## Collected data entries
----

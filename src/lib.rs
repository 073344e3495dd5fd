//! Atelier — AI web-app factory backend.
//!
//! A user describes a web application in natural language; an agent pipeline
//! scaffolds it into a generated GitHub repository, deploys it, and keeps
//! repairing failing builds. The heart of the crate is
//! [`orchestrator::Orchestrator`]: the state machine tracking each app from
//! `waiting` through `init` to `running`, reconciling webhooks from GitHub
//! CI, and driving the automatic retry-and-repair loop.

pub mod app;
pub mod config;
pub mod errors;
pub mod events;
pub mod github;
pub mod gitrepo;
pub mod llm;
pub mod orchestrator;
pub mod server;
pub mod store;
pub mod tunnel;
//! Application domain model.
//!
//! An application moves through a one-directional lifecycle,
//! `waiting → init → running`, carrying an append-mostly event log
//! ("bubbles") that users watch grow while the factory works.
//!
//! | Module    | Responsibility                                              |
//! |-----------|-------------------------------------------------------------|
//! | `models`  | `AppModel` sum type + pure stage transitions                |
//! | `bubbles` | `Bubble` event-log entries + upsert-by-external-id merge    |
//!
//! Everything in here is pure data and pure functions; persistence lives in
//! [`crate::store`] and side effects in [`crate::orchestrator`].

pub mod bubbles;
pub mod models;

pub use bubbles::{Bubble, DeploymentRecord, SystemStatus, WorkflowRunRecord, now_millis};
pub use models::{
    AppCore, AppId, AppModel, AppUrls, Author, InitApp, OgpImage, RailwayDeployment, RunningApp,
    WaitingApp, index_to_display_id, index_to_urls,
};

----

## What to produce
Each line from the one containing "pub mod models;" to the final line above should be written out exactly; please omit the others.

## Exercise response
pub mod models;

pub use bubbles::{Bubble, DeploymentRecord, SystemStatus, WorkflowRunRecord, now_millis};
pub use models::{
    AppCore, AppId, AppModel, AppUrls, Author, InitApp, OgpImage, RailwayDeployment, RunningApp,
    WaitingApp, index_to_display_id, index_to_urls,
};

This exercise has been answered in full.